In doing so, he echoed the call of NBAA president and CEO Ed Bolen for an end to the "shaming" of business jet users. Last month, Bolen reiterated the benefits of business aviation, which he said "led the way" on emissions reduction, and was fully committed to net-zero by 2050.
“In the U.S., there are many who are unhappy about business aviation,” Alnaqbi said. “We need as an association and as an industry to work closely together. We need to start giving back. We cannot only take. We do not exist just to do business and make money, leaving communities or countries without any support. We need to start thinking in humanitarian or charitable terms. We need to think about other elements that will help us pay something back to the countries where we are operating.”
Alnaqbi’s comments are compelling, given the Middle East’s reliance on oil exports. However, the region is also alive to the need for renewables, as major plans for multiple green hydrogen and solar energy projects make clear.
In September, Jetex founder and CEO Adel Mardini told AIN that the French anti-business aviation campaign was unlikely to succeed because of the sheer volume of flights going through Paris and Nice.
MEBAA constituents are a vital cog in the global industry because of the number of high-net-worth individuals, VVIPs, and royal families who fly privately. Boeing previously told AIN that more than a third of BBJ products went to customers in the Middle East, especially in the Gulf Cooperation Council.
“We need to be contributing and not only providing services. This is what I just called for,” Alnaqbi said, referring to his keynote address at Corporate Jet Investor Dubai on September 21.
“I am calling for investment in sustainable aviation fuel [SAF], and for the launch of an SAF-based company in the Middle East," he continued. "Saudi Arabia's General Authority for Civil Aviation [GACA] has started discussing ways to support SAF use. I am also calling on FBOs to start providing SAF for use in our aircraft. Using SAF is very important.”
Alnaqbi said that while the entire aviation industry contributed 2 percent to global CO2 emissions, business aviation’s share was less than a quarter of that, at 0.44 percent. Fully 85 percent of private aviation use was devoted to business, while only 15 percent was family, leisure, and holiday travel, he claimed.
“Are we going to take the lead or follow?” he asked. “We are still followers, as we speak. If we want to turn into leaders, we have to start work immediately, by providing solutions, and not just following European or U.S. recommendations. We also have to be a major player in the market in our own right. This is what I said to everybody yesterday. We need to demonstrate that we are investing in SAF.”
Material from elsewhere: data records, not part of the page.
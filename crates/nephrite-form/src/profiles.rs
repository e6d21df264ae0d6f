//! Pre-vetted sample value sets for the entry form. Each profile assigns
//! every required field, and applying one always yields an all-valid
//! form, checked against the full rule set in tests.

/// Names of the shipped profiles, in display order.
pub const PROFILE_NAMES: &[&str] = &["normal", "moderate", "high_risk"];

/// Look up a profile's field assignment. Absent means the name is not
/// registered; callers surface that, they don't ignore it.
pub fn profile(name: &str) -> Option<&'static [(&'static str, f64)]> {
    match name {
        "normal" => Some(NORMAL),
        "moderate" => Some(MODERATE),
        "high_risk" => Some(HIGH_RISK),
        _ => None,
    }
}

/// Typical healthy urinalysis.
const NORMAL: &[(&str, f64)] = &[
    ("gravity", 1.008),
    ("ph", 7.20),
    ("osmo", 321.0),
    ("cond", 12.9),
    ("urea", 95.0),
    ("calc", 1.53),
];

/// Borderline chemistry, no stone expected.
const MODERATE: &[(&str, f64)] = &[
    ("gravity", 1.021),
    ("ph", 4.91),
    ("osmo", 725.0),
    ("cond", 14.0),
    ("urea", 443.0),
    ("calc", 2.45),
];

/// Concentrated, acidic, calcium-heavy sample.
const HIGH_RISK: &[(&str, f64)] = &[
    ("gravity", 1.034),
    ("ph", 5.24),
    ("osmo", 1236.0),
    ("cond", 27.3),
    ("urea", 620.0),
    ("calc", 12.68),
];
pub mod appointment;
pub mod doctor;
pub mod patient;
pub mod prediction;
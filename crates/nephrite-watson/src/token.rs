//! IBM Cloud IAM token exchange. Tokens are cached and reused until
//! shortly before expiry.

use std::sync::Mutex;

use jiff::Timestamp;
use serde::Deserialize;
use tracing::info;

use crate::error::{PredictError, describe_http};

/// Grant type IAM expects for API-key exchange.
const GRANT_TYPE: &str = "urn:ibm:params:oauth:grant-type:apikey";

/// Refresh this many seconds before the token actually expires.
const EXPIRY_SLACK_SECS: i64 = 60;

#[derive(Debug, Deserialize)]
struct IamTokenResponse {
    access_token: String,
    expires_in: i64,
}

#[derive(Clone)]
struct CachedToken {
    bearer: String,
    expires_at: Timestamp,
}

/// Exchanges an API key for bearer tokens, caching across calls. Safe to
/// share behind an `Arc`; the cache is interior-mutable.
pub struct TokenSource {
    agent: ureq::Agent,
    iam_url: String,
    api_key: String,
    cached: Mutex<Option<CachedToken>>,
}

impl TokenSource {
    pub fn new(agent: ureq::Agent, iam_url: String, api_key: String) -> Self {
        TokenSource {
            agent,
            iam_url,
            api_key,
            cached: Mutex::new(None),
        }
    }

    /// A bearer token valid for at least [`EXPIRY_SLACK_SECS`] more
    /// seconds, fetched anew only when the cached one has run out.
    pub fn bearer(&self) -> Result<String, PredictError> {
        let mut cached = self
            .cached
            .lock()
            .map_err(|_| PredictError::Token("token cache poisoned".to_string()))?;

        if let Some(token) = cached.as_ref()
            && Timestamp::now() < token.expires_at
        {
            return Ok(token.bearer.clone());
        }

        let response = self
            .agent
            .post(&self.iam_url)
            .send_form(&[("apikey", self.api_key.as_str()), ("grant_type", GRANT_TYPE)])
            .map_err(|e| PredictError::Token(describe_http(e)))?;
        let parsed: IamTokenResponse = response
            .into_json()
            .map_err(|e| PredictError::Token(format!("invalid token response: {e}")))?;

        let now = Timestamp::now();
        let expires_at =
            Timestamp::from_second(now.as_second() + parsed.expires_in - EXPIRY_SLACK_SECS)
                .map_err(|e| PredictError::Token(format!("implausible token expiry: {e}")))?;

        info!("obtained IAM access token");
        let token = CachedToken {
            bearer: parsed.access_token,
            expires_at,
        };
        *cached = Some(token.clone());
        Ok(token.bearer)
    }
}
Alnaqbi’s aviation diplomacy took him to the Canadian Business Aviation Association (CBAA) Convention in June and the JetNet IQ Summit in September. He expects to attend the IBAC governing board meeting in Orlando.
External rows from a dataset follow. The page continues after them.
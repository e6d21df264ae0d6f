//! nephrite-auth
//!
//! Client for the hosted identity service (GoTrue-compatible REST API)
//! and validation of the session tokens it issues.

pub mod client;
pub mod error;
pub mod flows;
pub mod jwt;
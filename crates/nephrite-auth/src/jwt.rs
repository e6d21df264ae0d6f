use jsonwebtoken::{Algorithm, DecodingKey, Validation, decode};
use serde::Deserialize;

use crate::error::AuthError;

/// Claims extracted from a session JWT.
#[derive(Debug, Deserialize)]
pub struct SessionClaims {
    pub sub: String,
    pub aud: String,
    pub exp: u64,
    pub iat: u64,
    #[serde(default)]
    pub email: Option<String>,
    #[serde(default)]
    pub role: Option<String>,
}

/// Validate an HS256 session token issued by the identity service.
///
/// The provider signs access tokens with the project's JWT secret and the
/// `authenticated` audience; expiry is enforced and any other role claim
/// is rejected.
pub fn validate_token(token: &str, jwt_secret: &str) -> Result<SessionClaims, AuthError> {
    let mut validation = Validation::new(Algorithm::HS256);
    validation.set_audience(&["authenticated"]);
    validation.validate_exp = true;

    let key = DecodingKey::from_secret(jwt_secret.as_bytes());
    let token_data = decode::<SessionClaims>(token, &key, &validation)?;

    if let Some(role) = token_data.claims.role.as_deref()
        && role != "authenticated"
    {
        return Err(AuthError::InvalidToken(format!("unexpected role: {role}")));
    }

    Ok(token_data.claims)
}
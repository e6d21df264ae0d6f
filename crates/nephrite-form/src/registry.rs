use serde::{Deserialize, Serialize};
use ts_rs::TS;

/// Inclusive numeric bounds for one form field, plus the granularity the
/// UI displays values at. `step` is a display hint only: validation
/// checks bounds, never multiples.
#[derive(Debug, Clone, Copy, PartialEq, Serialize, Deserialize, TS)]
#[ts(export)]
pub struct FieldRule {
    pub min: f64,
    pub max: f64,
    pub step: f64,
}

/// The fields a prediction request requires, in declaration order. This
/// order decides which invalid field gets focus on a rejected submit and
/// the feature order on the wire.
pub const REQUIRED_FIELDS: &[&str] = &["gravity", "ph", "osmo", "cond", "urea", "calc"];

/// Look up the range rule for a field. Absence is a normal outcome, not
/// an error: fields without a rule are presence-checked only.
pub fn rule_for(field: &str) -> Option<FieldRule> {
    let rule = match field {
        "gravity" => FieldRule { min: 1.000, max: 1.050, step: 0.001 },
        "ph" => FieldRule { min: 0.0, max: 14.0, step: 0.01 },
        "osmo" => FieldRule { min: 0.0, max: 2000.0, step: 1.0 },
        "cond" => FieldRule { min: 0.0, max: 50.0, step: 0.1 },
        "urea" => FieldRule { min: 0.0, max: 1000.0, step: 1.0 },
        "calc" => FieldRule { min: 0.0, max: 20.0, step: 0.01 },
        _ => return None,
    };
    Some(rule)
}
#[cfg(test)]
mod tests {
    use super::*;
    use crate::api::testing::handle;
    use crate::sync::feature_ids;
    use crate::transport::testing::ScriptedTransport;

    const HRN: &str = "hrn:here:data:::strava-analysis-tool";
    const BASE: &str = "https://interactive.data.api.platform.here.com/interactive/v1/catalogs/cat";

    fn settings() -> SyncSettings {
        SyncSettings {
            status_poll_attempts: 3,
            status_poll_interval_secs: 0,
            ..Default::default()
        }
    }

    fn client(transport: ScriptedTransport) -> HereClient<ScriptedTransport> {
        HereClient::with_token(transport, "tok", &settings())
    }

    fn lookup_body() -> String {
        format!(
            r#"[{{"api": "interactive", "version": "v1", "baseURL": "{}", "parameters": {{}}}}]"#,
            BASE
        )
    }

    #[test]
    fn test_lookup_existing_layer() {
        let transport = ScriptedTransport::default()
            .respond(200, r#"{"hrn": "x", "layers": [{"id": "strava-activity-data"}]}"#)
            .respond(200, &lookup_body());
        let client = client(transport);

        let handle = client.lookup_layer(HRN, "strava-activity-data").unwrap();

        assert_eq!(handle.base_url, BASE);
        assert_eq!(handle.catalog_hrn, HRN);
        let requests = client.transport.requests.borrow();
        assert_eq!(
            requests[0].url,
            format!("https://config.data.api.platform.here.com/config/v1/catalogs/{}", HRN)
        );
        assert_eq!(
            requests[1].url,
            format!(
                "https://api-lookup.data.api.platform.here.com/lookup/v1/resources/{}/apis/interactive/v1",
                HRN
            )
        );
        assert_eq!(requests[0].header_value("Authorization"), Some("Bearer tok"));
    }

    #[test]
    fn test_lookup_missing_catalog_is_not_found() {
        let client = client(ScriptedTransport::default().respond(404, "{}"));
        let err = client.lookup_layer(HRN, "strava-activity-data").unwrap_err();
        assert!(err.is_not_found());
    }

    #[test]
    fn test_lookup_missing_layer_is_not_found() {
        let client =
            client(ScriptedTransport::default().respond(200, r#"{"layers": [{"id": "other"}]}"#));
        let err = client.lookup_layer(HRN, "strava-activity-data").unwrap_err();
        assert!(err.is_not_found());
    }

    #[test]
    fn test_lookup_server_error_is_not_absence() {
        let client = client(
            ScriptedTransport::default().respond(503, r#"{"title": "Service Unavailable"}"#),
        );
        let err = client.lookup_layer(HRN, "strava-activity-data").unwrap_err();

        assert!(!err.is_not_found());
        assert_eq!(err.to_string(), "HTTP 503: Service Unavailable");
    }

    #[test]
    fn test_create_catalog_body() {
        let transport = ScriptedTransport::default()
            .respond(201, "")
            .respond(200, &lookup_body());
        let client = client(transport);
        let settings = settings();

        let handle = client
            .create_catalog_and_layer(&settings.catalog_spec(), &settings.layer_spec())
            .unwrap();

        assert_eq!(handle.catalog_hrn, HRN);
        assert_eq!(handle.layer_id, "strava-activity-data");
        let requests = client.transport.requests.borrow();
        assert_eq!(requests.len(), 2);
        assert_eq!(requests[0].method, Method::Post);
        let body: serde_json::Value =
            serde_json::from_slice(requests[0].body.as_ref().unwrap()).unwrap();
        assert_eq!(body["id"], "strava-analysis-tool");
        assert_eq!(body["name"], "Strava Analysis Tool");
        assert_eq!(body["layers"][0]["id"], "strava-activity-data");
        assert_eq!(body["layers"][0]["layerType"], "interactivemap");
    }

    #[test]
    fn test_create_waits_for_pending_catalog() {
        let transport = ScriptedTransport::default()
            .respond(202, r#"{"configToken": "abc"}"#)
            .respond(200, r#"{"status": "pending"}"#)
            .respond(200, r#"{"status": "success"}"#)
            .respond(200, &lookup_body());
        let client = client(transport);
        let settings = settings();

        let handle = client
            .create_catalog_and_layer(&settings.catalog_spec(), &settings.layer_spec())
            .unwrap();

        assert_eq!(handle.base_url, BASE);
        let requests = client.transport.requests.borrow();
        let status_url = "https://config.data.api.platform.here.com/config/v1/status/abc";
        assert_eq!(requests[1].url, status_url);
        assert_eq!(requests[2].url, status_url);
        assert!(requests[3].url.starts_with("https://api-lookup."));
    }

    #[test]
    fn test_resolve_through_asynchronous_creation() {
        let transport = ScriptedTransport::default()
            .respond(404, "{}")
            .respond(202, r#"{"configToken": "abc"}"#)
            .respond(200, r#"{"status": "pending"}"#)
            .respond(200, r#"{"status": "success"}"#)
            .respond(200, &lookup_body());
        let client = client(transport);

        let resolution = crate::resolver::resolve(&client, &settings());

        assert!(matches!(resolution, crate::resolver::Resolution::Created(_)));
        assert_eq!(client.transport.requests.borrow().len(), 5);
    }

    #[test]
    fn test_failed_creation_status() {
        let transport = ScriptedTransport::default()
            .respond(202, r#"{"configToken": "abc"}"#)
            .respond(200, r#"{"status": "failed", "title": "Catalog id already in use"}"#);
        let client = client(transport);
        let settings = settings();

        let err = client
            .create_catalog_and_layer(&settings.catalog_spec(), &settings.layer_spec())
            .unwrap_err();

        assert!(matches!(err, HereError::CatalogCreation(_)));
        assert!(err.to_string().contains("Catalog id already in use"));
        assert_eq!(client.transport.requests.borrow().len(), 2);
    }

    #[test]
    fn test_creation_status_polls_are_bounded() {
        let transport = ScriptedTransport::default()
            .respond(202, r#"{"configToken": "abc"}"#)
            .respond(200, r#"{"status": "pending"}"#)
            .respond(200, r#"{"status": "pending"}"#)
            .respond(200, r#"{"status": "pending"}"#)
            .respond(200, &lookup_body());
        let client = client(transport);
        let settings = settings();

        let err = client
            .create_catalog_and_layer(&settings.catalog_spec(), &settings.layer_spec())
            .unwrap_err();

        assert!(err.to_string().contains("still pending after 3 status checks"));
        // create plus three status checks, no discovery
        assert_eq!(client.transport.requests.borrow().len(), 4);
    }

    #[test]
    fn test_search_uses_filter() {
        let transport = ScriptedTransport::default().respond(
            200,
            r#"{"type": "FeatureCollection", "features": [{"type": "Feature", "id": "1", "geometry": null, "properties": {}}]}"#,
        );
        let client = client(transport);

        let collection = client
            .search_features(&handle(), &FeatureFilter::all_ids())
            .unwrap();

        assert_eq!(feature_ids(&collection), vec!["1"]);
        assert_eq!(
            client.transport.requests.borrow()[0].url,
            "https://interactive.example.com/v1/layers/test-layer/search?id=gte=0"
        );
    }

    #[test]
    fn test_delete_sends_each_id() {
        let client = client(ScriptedTransport::default().respond(204, ""));
        let ids = vec!["a".to_string(), "b c".to_string()];

        client.delete_features(&handle(), &ids).unwrap();

        let requests = client.transport.requests.borrow();
        assert_eq!(requests[0].method, Method::Delete);
        assert_eq!(
            requests[0].url,
            "https://interactive.example.com/v1/layers/test-layer/features?id=a&id=b+c"
        );
    }

    #[test]
    fn test_delete_nothing_sends_nothing() {
        let client = client(ScriptedTransport::default());
        client.delete_features(&handle(), &[]).unwrap();
        assert!(client.transport.requests.borrow().is_empty());
    }

    #[test]
    fn test_write_puts_geojson() {
        let client = client(ScriptedTransport::default().respond(200, "{}"));
        let collection = FeatureCollection {
            bbox: None,
            features: vec![crate::api::testing::feature_with_id("x1")],
            foreign_members: None,
        };

        client.write_features(&handle(), &collection).unwrap();

        let requests = client.transport.requests.borrow();
        assert_eq!(requests[0].method, Method::Put);
        assert_eq!(
            requests[0].header_value("Content-Type"),
            Some("application/geo+json")
        );
        let sent: FeatureCollection =
            serde_json::from_slice(requests[0].body.as_ref().unwrap()).unwrap();
        assert_eq!(feature_ids(&sent), vec!["x1"]);
    }

    #[test]
    fn test_write_failure_propagates() {
        let client = client(ScriptedTransport::default().respond(413, "payload too large"));
        let collection = FeatureCollection {
            bbox: None,
            features: vec![],
            foreign_members: None,
        };

        let err = client.write_features(&handle(), &collection).unwrap_err();
        assert!(matches!(err, HereError::Status { status: 413, .. }));
    }
}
He also attended the triennial ICAO Assembly in Montreal, from September 27 to October 7. The supranational body, which meets at least once every three years, will see Alnaqbi participate as IBAC board chair when it submits a paper on sustainable aviation fuel and Net-Zero-2050 at the event.
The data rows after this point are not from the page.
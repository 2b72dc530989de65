//! Error types shared by the HERE client and the sync workflow.

use thiserror::Error;

/// Errors returned by the interactive map API and the sync operation.
#[derive(Debug, Error)]
pub enum HereError {
    /// The catalog or layer does not exist on the platform
    #[error("Resource not found: {0}")]
    NotFound(String),

    /// The platform answered with a non-success status
    #[error("HTTP {status}: {message}")]
    Status { status: u16, message: String },

    /// The request never produced a response
    #[error("Request failed: {0}")]
    Transport(String),

    /// The response body could not be understood
    #[error("Invalid response: {0}")]
    InvalidResponse(String),

    /// The platform reported catalog creation as failed or never finished it
    #[error("Catalog creation did not complete: {0}")]
    CatalogCreation(String),

    /// Token acquisition failed
    #[error("Authentication failed: {0}")]
    Authentication(String),

    #[error("Failed to read geo data file: {0}")]
    Io(#[from] std::io::Error),

    #[error("Invalid GeoJSON: {0}")]
    GeoJson(String),
}

/// Failure of a full upload run.
#[derive(Debug, Error)]
pub enum UploadError {
    /// The layer could neither be found nor created
    #[error("HERE returned the following error: {0}")]
    Provisioning(String),

    #[error(transparent)]
    Sync(#[from] HereError),
}

impl HereError {
    pub fn is_not_found(&self) -> bool {
        matches!(self, HereError::NotFound(_))
    }
}

impl From<geojson::Error> for HereError {
    fn from(err: geojson::Error) -> Self {
        HereError::GeoJson(err.to_string())
    }
}
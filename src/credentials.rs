//! HERE platform credentials from a `credentials.properties` file.

use std::collections::HashMap;
use std::fmt;
use std::path::{Path, PathBuf};
use thiserror::Error;

pub const KEY_ACCESS_KEY_ID: &str = "here.access.key.id";
pub const KEY_ACCESS_KEY_SECRET: &str = "here.access.key.secret";
pub const KEY_TOKEN_ENDPOINT: &str = "here.token.endpoint.url";

#[derive(Debug, Error)]
pub enum CredentialsError {
    #[error("Failed to read credentials file {}: {source}", path.display())]
    Read {
        path: PathBuf,
        source: std::io::Error,
    },

    #[error("Credentials are missing '{0}'")]
    MissingKey(&'static str),

    #[error("Malformed credentials line {line}: '{content}'")]
    Malformed { line: usize, content: String },
}

#[derive(Clone, PartialEq, Eq)]
pub struct Credentials {
    pub access_key_id: String,
    pub access_key_secret: String,
    pub token_endpoint_url: String,
}

// Keep the secret out of logs
impl fmt::Debug for Credentials {
    fn fmt(&self, f: &mut fmt::Formatter<'_>) -> fmt::Result {
        f.debug_struct("Credentials")
            .field("access_key_id", &self.access_key_id)
            .field("access_key_secret", &"<redacted>")
            .field("token_endpoint_url", &self.token_endpoint_url)
            .finish()
    }
}

impl Credentials {
    pub fn from_file(path: &Path) -> Result<Self, CredentialsError> {
        let content = std::fs::read_to_string(path).map_err(|source| CredentialsError::Read {
            path: path.to_path_buf(),
            source,
        })?;
        Self::parse(&content)
    }

    /// Parses `key = value` lines. Blank lines, `#` comments and keys other
    /// than the access key, secret and token endpoint are ignored.
    pub fn parse(content: &str) -> Result<Self, CredentialsError> {
        let mut values = HashMap::new();

        for (index, line) in content.lines().enumerate() {
            let line = line.trim();
            if line.is_empty() || line.starts_with('#') {
                continue;
            }
            let Some((key, value)) = line.split_once('=') else {
                return Err(CredentialsError::Malformed {
                    line: index + 1,
                    content: line.to_string(),
                });
            };
            values.insert(key.trim().to_string(), value.trim().to_string());
        }

        let mut required = |key: &'static str| {
            values
                .remove(key)
                .filter(|value| !value.is_empty())
                .ok_or(CredentialsError::MissingKey(key))
        };

        let access_key_id = required(KEY_ACCESS_KEY_ID)?;
        let access_key_secret = required(KEY_ACCESS_KEY_SECRET)?;
        let token_endpoint_url = required(KEY_TOKEN_ENDPOINT)?;

        Ok(Self {
            access_key_id,
            access_key_secret,
            token_endpoint_url,
        })
    }
}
Alnaqbi said he would also attend the Irish Business and General Aviation Association (IBGAA) launch and conference, on November 17, at Adare Manor, Ireland.
AIN's search for mention of SAF on the websites of Saudi Aramco and Abu Dhabi National Oil Company was unable to locate any reference to the term, but the region's expertise in fuel technology is expected to make it a major contributor to the SAF rollout. “We are opening dialogue with [national oil companies in the region] and they will help, definitely; let's hope so,” Alnaqbi said.
In November 2020, a Dubai aviation sustainability webinar showed that efforts to develop SAF in the Middle East were still embryonic.
Alnaqbi said the problem with SAF was that demand is still very low, making it expensive to produce, and keeping its price high. A sudden and substantial increase in demand would drive the price down quickly and significantly. “That's why we are saying, ‘Come on! Commit,’” he said. “We need government [in the region] to commit. Otherwise, they’ll start banning flying [all around the world].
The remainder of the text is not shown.